Top 10 worst cyber attacks of the decade

Dec. 30, 2019
Wired rates Stuxnet, Shamoon among worst attacks of the 2010s 

As we head into 2020, I thought it’d be a nice time to take a moment to review and prognosticate the upcoming decade. So, for the next two Offsite Insights blog posts, I’ll be doing just that.

In reviewing the last decade, Wired magazine’s Lily Hay Newman outlined the last 10 years of cybersecurity in an article titled “The worst hacks of the decade.”

“It’s been apparent for decades that an increasingly computerized world would inevitably invite constant digital threats,” Hay Newman says in the article. “But the actual evolution of hacking—with all its scams, criminal black markets, and state-sponsored forces—has been characteristically human, not a sterile, dispassionate artifact of an unknown future.”

Below are the cyber attacks Hay Newman outlined in chronological order. Note that these attacks range in type and victims.

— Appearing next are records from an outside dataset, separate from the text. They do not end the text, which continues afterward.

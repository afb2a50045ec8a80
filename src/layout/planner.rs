use crate::foundation::core::{Offset, PixelRect, Size};
use crate::foundation::error::{OverlayError, OverlayResult};
use crate::layout::store::ClipId;
use rand::rngs::StdRng;
use rand::seq::SliceRandom;
use rand::{Rng, SeedableRng};

/// Where on the main frame an avatar may be placed.
#[derive(Clone, Copy, Debug, PartialEq, Eq, Hash, serde::Serialize, serde::Deserialize)]
#[serde(rename_all = "snake_case")]
pub enum PlacementZone {
    /// Touching the left edge, anywhere vertically.
    LeftEdge,
    /// Touching the bottom edge, within the left half of the frame.
    BottomLeftHalf,
    /// Touching the right edge, within the top half of the frame.
    TopRightHalf,
    /// Touching the bottom edge, anywhere horizontally.
    BottomEdge,
}

impl PlacementZone {
    /// Raw (unclamped) offset for an avatar of `avatar` size on a `main` frame.
    fn raw_offset<R: Rng + ?Sized>(self, rng: &mut R, main: Size, avatar: Size) -> Offset {
        let free_x = main.width.saturating_sub(avatar.width);
        let free_y = main.height.saturating_sub(avatar.height);
        match self {
            Self::LeftEdge => Offset {
                x: 0,
                y: rng.gen_range(0..=free_y),
            },
            Self::BottomLeftHalf => {
                let right = (main.width / 2).saturating_sub(avatar.width);
                Offset {
                    x: rng.gen_range(0..=right),
                    y: free_y,
                }
            }
            Self::TopRightHalf => {
                let bottom = (main.height / 2).saturating_sub(avatar.height);
                Offset {
                    x: free_x,
                    y: rng.gen_range(0..=bottom),
                }
            }
            Self::BottomEdge => Offset {
                x: rng.gen_range(0..=free_x),
                y: free_y,
            },
        }
    }
}

/// Randomization ranges and placement zones used when drawing plans.
#[derive(Clone, Debug, PartialEq, serde::Serialize, serde::Deserialize)]
#[serde(default)]
pub struct LayoutPolicy {
    /// Inclusive `[min, max]` crop-then-rescale factor applied to the main video.
    pub zoom_range: [f64; 2],
    /// Inclusive `[min, max]` avatar height as a fraction of the main height.
    pub avatar_height_fraction: [f64; 2],
    /// Zones drawn from uniformly.
    pub zones: Vec<PlacementZone>,
}

impl Default for LayoutPolicy {
    fn default() -> Self {
        Self {
            zoom_range: [1.0, 1.2],
            avatar_height_fraction: [0.25, 1.0 / 3.0],
            zones: vec![
                PlacementZone::LeftEdge,
                PlacementZone::BottomLeftHalf,
                PlacementZone::TopRightHalf,
            ],
        }
    }
}

impl LayoutPolicy {
    pub fn validate(&self) -> OverlayResult<()> {
        let [zmin, zmax] = self.zoom_range;
        if !(zmin.is_finite() && zmax.is_finite()) || zmin < 1.0 || zmin > zmax {
            return Err(OverlayError::validation(format!(
                "zoom_range must satisfy 1.0 <= min <= max, got [{zmin}, {zmax}]"
            )));
        }
        let [fmin, fmax] = self.avatar_height_fraction;
        if !(fmin.is_finite() && fmax.is_finite()) || fmin <= 0.0 || fmin > fmax || fmax > 1.0 {
            return Err(OverlayError::validation(format!(
                "avatar_height_fraction must satisfy 0 < min <= max <= 1, got [{fmin}, {fmax}]"
            )));
        }
        if self.zones.is_empty() {
            return Err(OverlayError::validation(
                "layout policy needs at least one placement zone",
            ));
        }
        Ok(())
    }
}

/// Frozen crop/scale/placement parameters for one avatar clip.
///
/// A plan is drawn once (at preview time) and replayed unchanged by every later render of the same
/// clip.
#[derive(Clone, Debug, PartialEq, serde::Serialize, serde::Deserialize)]
pub struct LayoutPlan {
    /// Main video dimensions the plan was drawn against.
    pub main_size: Size,
    pub zoom_factor: f64,
    /// Crop rectangle on the main frame, rescaled back to `main_size` when applied.
    pub crop: PixelRect,
    /// Target size of the keyed avatar.
    pub avatar_size: Size,
    /// Top-left of the avatar on the (rescaled) main frame.
    pub offset: Offset,
    pub zone: PlacementZone,
}

impl LayoutPlan {
    /// Check every geometric invariant against the current main video size.
    pub fn validate(&self, main: Size) -> OverlayResult<()> {
        if self.main_size != main {
            return Err(OverlayError::plan(format!(
                "plan was drawn for a {} main video, but the main video is {main}",
                self.main_size
            )));
        }
        if !self.zoom_factor.is_finite() || self.zoom_factor < 1.0 {
            return Err(OverlayError::plan(format!(
                "invalid zoom factor {}",
                self.zoom_factor
            )));
        }
        if !self.crop.fits_within(main) {
            return Err(OverlayError::plan(format!(
                "crop rectangle {:?} does not fit a {main} frame",
                self.crop
            )));
        }
        let placed = PixelRect {
            x: self.offset.x,
            y: self.offset.y,
            width: self.avatar_size.width,
            height: self.avatar_size.height,
        };
        if !placed.fits_within(main) {
            return Err(OverlayError::plan(format!(
                "avatar {} at ({}, {}) extends past a {main} frame",
                self.avatar_size, self.offset.x, self.offset.y
            )));
        }
        Ok(())
    }
}

/// Draws [`LayoutPlan`]s from a [`LayoutPolicy`].
#[derive(Clone, Debug, Default)]
pub struct LayoutPlanner {
    policy: LayoutPolicy,
}

impl LayoutPlanner {
    pub fn new(policy: LayoutPolicy) -> OverlayResult<Self> {
        policy.validate()?;
        Ok(Self { policy })
    }

    pub fn policy(&self) -> &LayoutPolicy {
        &self.policy
    }

    /// Draw one plan for an avatar with `avatar_aspect` (width / height) over a `main` frame.
    pub fn plan<R: Rng + ?Sized>(
        &self,
        rng: &mut R,
        main: Size,
        avatar_aspect: f64,
    ) -> OverlayResult<LayoutPlan> {
        if main.width == 0 || main.height == 0 {
            return Err(OverlayError::validation(format!(
                "main frame size must be non-zero, got {main}"
            )));
        }
        if !avatar_aspect.is_finite() || avatar_aspect <= 0.0 {
            return Err(OverlayError::validation(format!(
                "avatar aspect ratio must be positive, got {avatar_aspect}"
            )));
        }

        let [zmin, zmax] = self.policy.zoom_range;
        let zoom_factor = rng.gen_range(zmin..=zmax);
        let crop_w = floor_clamp(f64::from(main.width) / zoom_factor, main.width);
        let crop_h = floor_clamp(f64::from(main.height) / zoom_factor, main.height);
        let crop = PixelRect {
            x: rng.gen_range(0..=main.width - crop_w),
            y: rng.gen_range(0..=main.height - crop_h),
            width: crop_w,
            height: crop_h,
        };

        let [fmin, fmax] = self.policy.avatar_height_fraction;
        let main_h = f64::from(main.height);
        let target_h = rng.gen_range(main_h * fmin..=main_h * fmax);
        let avatar_size = fit_avatar(main, target_h, avatar_aspect);

        let zone = *self
            .policy
            .zones
            .choose(rng)
            .ok_or_else(|| OverlayError::validation("layout policy has no placement zones"))?;
        let raw = zone.raw_offset(rng, main, avatar_size);
        let offset = Offset {
            x: raw.x.min(main.width - avatar_size.width),
            y: raw.y.min(main.height - avatar_size.height),
        };

        Ok(LayoutPlan {
            main_size: main,
            zoom_factor,
            crop,
            avatar_size,
            offset,
            zone,
        })
    }
}

fn floor_clamp(v: f64, max: u32) -> u32 {
    (v.floor() as u32).clamp(1, max)
}

/// Integer avatar size for a target height, shrunk to fit the main frame when too wide.
fn fit_avatar(main: Size, target_h: f64, aspect: f64) -> Size {
    let mut height = floor_clamp(target_h, main.height);
    let mut width = ((f64::from(height) * aspect).floor() as u32).max(1);
    if width > main.width {
        width = main.width;
        height = floor_clamp(f64::from(width) / aspect, main.height);
    }
    Size { width, height }
}

/// RNG for planning `clip`.
///
/// With a batch seed the stream depends only on `(seed, clip)`, so replanning reproduces the same
/// layout in another process.
pub fn clip_rng(seed: Option<u64>, clip: &ClipId) -> StdRng {
    match seed {
        Some(seed) => {
            let derived = xxhash_rust::xxh3::xxh3_64_with_seed(clip.as_str().as_bytes(), seed);
            StdRng::seed_from_u64(derived)
        }
        None => StdRng::from_entropy(),
    }
}

#[cfg(test)]
#[path = "../../tests/unit/layout/planner.rs"]
mod tests;
use crate::foundation::error::{OverlayError, OverlayResult};
use crate::layout::planner::LayoutPlan;
use anyhow::Context as _;
use std::collections::BTreeMap;
use std::path::{Path, PathBuf};

/// Identity of an avatar clip: the file stem of its source path.
///
/// Output names (previews, videos) and committed plans are keyed by this value.
#[derive(
    Clone, Debug, PartialEq, Eq, PartialOrd, Ord, Hash, serde::Serialize, serde::Deserialize,
)]
#[serde(transparent)]
pub struct ClipId(String);

impl ClipId {
    pub fn new(name: impl Into<String>) -> OverlayResult<Self> {
        let name = name.into();
        if name.is_empty() {
            return Err(OverlayError::validation("clip id must be non-empty"));
        }
        if name.contains(['/', '\\']) {
            return Err(OverlayError::validation(format!(
                "clip id '{name}' must not contain path separators"
            )));
        }
        Ok(Self(name))
    }

    /// Derive the clip id from an avatar video path.
    pub fn from_path(path: &Path) -> OverlayResult<Self> {
        let stem = path
            .file_stem()
            .map(|s| s.to_string_lossy().into_owned())
            .ok_or_else(|| {
                OverlayError::validation(format!(
                    "avatar path '{}' has no file name",
                    path.display()
                ))
            })?;
        Self::new(stem)
    }

    pub fn as_str(&self) -> &str {
        &self.0
    }
}

impl std::fmt::Display for ClipId {
    fn fmt(&self, f: &mut std::fmt::Formatter<'_>) -> std::fmt::Result {
        f.write_str(&self.0)
    }
}

/// Derive clip ids for a batch, rejecting two paths that would share output names.
pub fn clip_ids(avatar_paths: &[PathBuf]) -> OverlayResult<Vec<ClipId>> {
    let mut seen = BTreeMap::<ClipId, &Path>::new();
    let mut ids = Vec::with_capacity(avatar_paths.len());
    for path in avatar_paths {
        let id = ClipId::from_path(path)?;
        if let Some(prev) = seen.insert(id.clone(), path) {
            return Err(OverlayError::validation(format!(
                "avatar clips '{}' and '{}' share the name '{id}'",
                prev.display(),
                path.display()
            )));
        }
        ids.push(id);
    }
    Ok(ids)
}

const STORE_VERSION: u32 = 1;

#[derive(serde::Serialize, serde::Deserialize)]
struct StoreFile {
    version: u32,
    plans: BTreeMap<ClipId, LayoutPlan>,
}

/// Committed layout plans keyed by clip.
///
/// Plans are inserted by previews and only read by renders.
#[derive(Clone, Debug, Default, PartialEq)]
pub struct PlanStore {
    plans: BTreeMap<ClipId, LayoutPlan>,
}

impl PlanStore {
    pub fn new() -> Self {
        Self::default()
    }

    /// Key an ordered plan list by the avatar paths it was produced for.
    ///
    /// The list must cover every avatar path; extra plans are ignored.
    pub fn from_ordered(avatar_paths: &[PathBuf], plans: &[LayoutPlan]) -> OverlayResult<Self> {
        if plans.len() < avatar_paths.len() {
            return Err(OverlayError::plan(format!(
                "{} avatar clips but only {} layout plans; run previews first",
                avatar_paths.len(),
                plans.len()
            )));
        }
        let ids = clip_ids(avatar_paths)?;
        let plans = ids.into_iter().zip(plans.iter().cloned()).collect();
        Ok(Self { plans })
    }

    pub fn len(&self) -> usize {
        self.plans.len()
    }

    pub fn is_empty(&self) -> bool {
        self.plans.is_empty()
    }

    pub fn get(&self, clip: &ClipId) -> Option<&LayoutPlan> {
        self.plans.get(clip)
    }

    /// Look up the committed plan for `clip`, failing with a plan error when absent.
    pub fn require(&self, clip: &ClipId) -> OverlayResult<&LayoutPlan> {
        self.plans.get(clip).ok_or_else(|| {
            OverlayError::plan(format!(
                "no committed layout plan for avatar clip '{clip}'; run previews first"
            ))
        })
    }

    /// Commit `plan` for `clip`, replacing any earlier plan.
    pub fn commit(&mut self, clip: ClipId, plan: LayoutPlan) -> Option<LayoutPlan> {
        self.plans.insert(clip, plan)
    }

    /// Merge every plan from `other`, letting `other` win on conflicts.
    pub fn extend(&mut self, other: PlanStore) {
        self.plans.extend(other.plans);
    }

    pub fn clear(&mut self) {
        self.plans.clear();
    }

    pub fn to_json(&self) -> OverlayResult<String> {
        let file = StoreFile {
            version: STORE_VERSION,
            plans: self.plans.clone(),
        };
        serde_json::to_string_pretty(&file).map_err(|e| OverlayError::serde(e.to_string()))
    }

    pub fn from_json(json: &str) -> OverlayResult<Self> {
        let file: StoreFile =
            serde_json::from_str(json).map_err(|e| OverlayError::serde(e.to_string()))?;
        if file.version != STORE_VERSION {
            return Err(OverlayError::serde(format!(
                "unsupported plan store version {} (expected {STORE_VERSION})",
                file.version
            )));
        }
        Ok(Self { plans: file.plans })
    }

    pub fn load(path: &Path) -> OverlayResult<Self> {
        let json = std::fs::read_to_string(path)
            .with_context(|| format!("failed to read plan store '{}'", path.display()))?;
        Self::from_json(&json)
    }

    pub fn save(&self, path: &Path) -> OverlayResult<()> {
        let json = self.to_json()?;
        if let Some(parent) = path.parent().filter(|p| !p.as_os_str().is_empty()) {
            std::fs::create_dir_all(parent)
                .with_context(|| format!("failed to create directory '{}'", parent.display()))?;
        }
        std::fs::write(path, json)
            .with_context(|| format!("failed to write plan store '{}'", path.display()))?;
        Ok(())
    }
}

#[cfg(test)]
#[path = "../../tests/unit/layout/store.rs"]
mod tests;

  1. Stuxnet: Created by the U.S. government and Israel, the worm, which was used in 2010, was the first malware to physically damage equipment, Hay Newman reports. The worm targeted Microsoft Windows, and then located Siemens Step7 in order to manipulate PLCs.
  2. Shamoon: Developed by Iranian state-backed hackers, the Windows wiper was used in 2012 in an attack against oil company Saudi Aramco, and works by collects a computer’s data before wiping and destroying the master boot record, effectively bricking the computer, Hay Newman says. The malware resurfaced in 2017 and 2018.
  3. Sony Hack: Supported by the North Korean government, a group calling themselves “Guardians of Peace” attacked Sony Pictures Entertainment in 2014, stealing 100 terabytes of data, deteling files and configurations, and later releasing the stolen sensitive information, including employee information like Social Security numbers, Hay Newman reports.
  4. Office of Personnel Management Breach: A series of breaches orchestrated by China in 2013 and 2014 against the Office of Personnel Management, which stores sensitive data about all past and present federal employees, Hay Newman states. In 2013, the hackers entered the OPM network to collect its blueprints, then in 2014 they entered again to gain control of the administrative server and stole employee information and information about other U.S. citizens through 2015 when the OPM became aware of the intrusion.
  5. Ukrainian Blackouts: Spearheaded by Russia as part of its physical war against Ukraine, the first attack occurred in 2015 as a suite of malware that stole credentials, allowing the hackers to gain access and manually turn off circuit breakers, causing a blackout, Hay Newman says. The second attack in 2016 was against a single transmission station targeted by an evolved malware known as Crash Override or Industroyer. This malware allowed the hackers to manipulate control systems, but a technical mistake didn’t allow for the intended physical equipment destruction, Hay Newman reports.
  6. Shadow Brokers: After surfacing in 2016, the Shadow Brokers hacker group released an extensive collection of the National Security Agency’s tools, including the Microsoft Windows exploit EternalBlue, in 2017. EternalBlue then branched into the WannaCry malware, which used built by North Korean hackers and used to attack public utilities and large corporations worldwide, Hay Newman says.
  7. 2016 U.S. Presidential Hack: Two groups of Russian hackers—APT 28 or Fancy Bear, and APT 20 or Cozy Bear—ran social media disinformation campaigns along with email phishing attacks to breach the Democratic national Committee and release information via WikiLeaks, Hay Newman reports.
  8. NotPetya: Developed by Russian hacking group Sandworm, NotPetya was a “destructive malware built to lock down computers, devastate networks and create chaos,” Hay Newman says. The malware spread around the world, eventually coming back to infect systems in Russia itself, and disrupted companies in sectors including pharmaceutical, shipping, power, public transit, and more.
  9. Equifax: This well-known data breach in 2017 exposed personal information of nearly half of the U.S. population. Due to the company’s handling of the breach, the situation only got worse, as phishing attacks and imposter sites asked for people’s personal information, which is how the company itself was relaying to individuals whether their information had been compromised, Hay Newman reports. Equifax is only one example of corporate data breaches in the 2010s, which also included the Target data breach, Home Depot data breach and Ashley Madison data breach.
  10. Aadhaar:  In 2018 alone, it’s estimated at 1.1 billion Aadhaar numbers as associated data were breached and shared on the black market, Hay Newman reports. Aadhaar is the Indian government’s identification database and “is used in everything from opening a bank account to signing up for utilities or a cell phone.” Due to all the connections, data has been exposed by third parties or the government itself improperly storing data, Hay Newman says.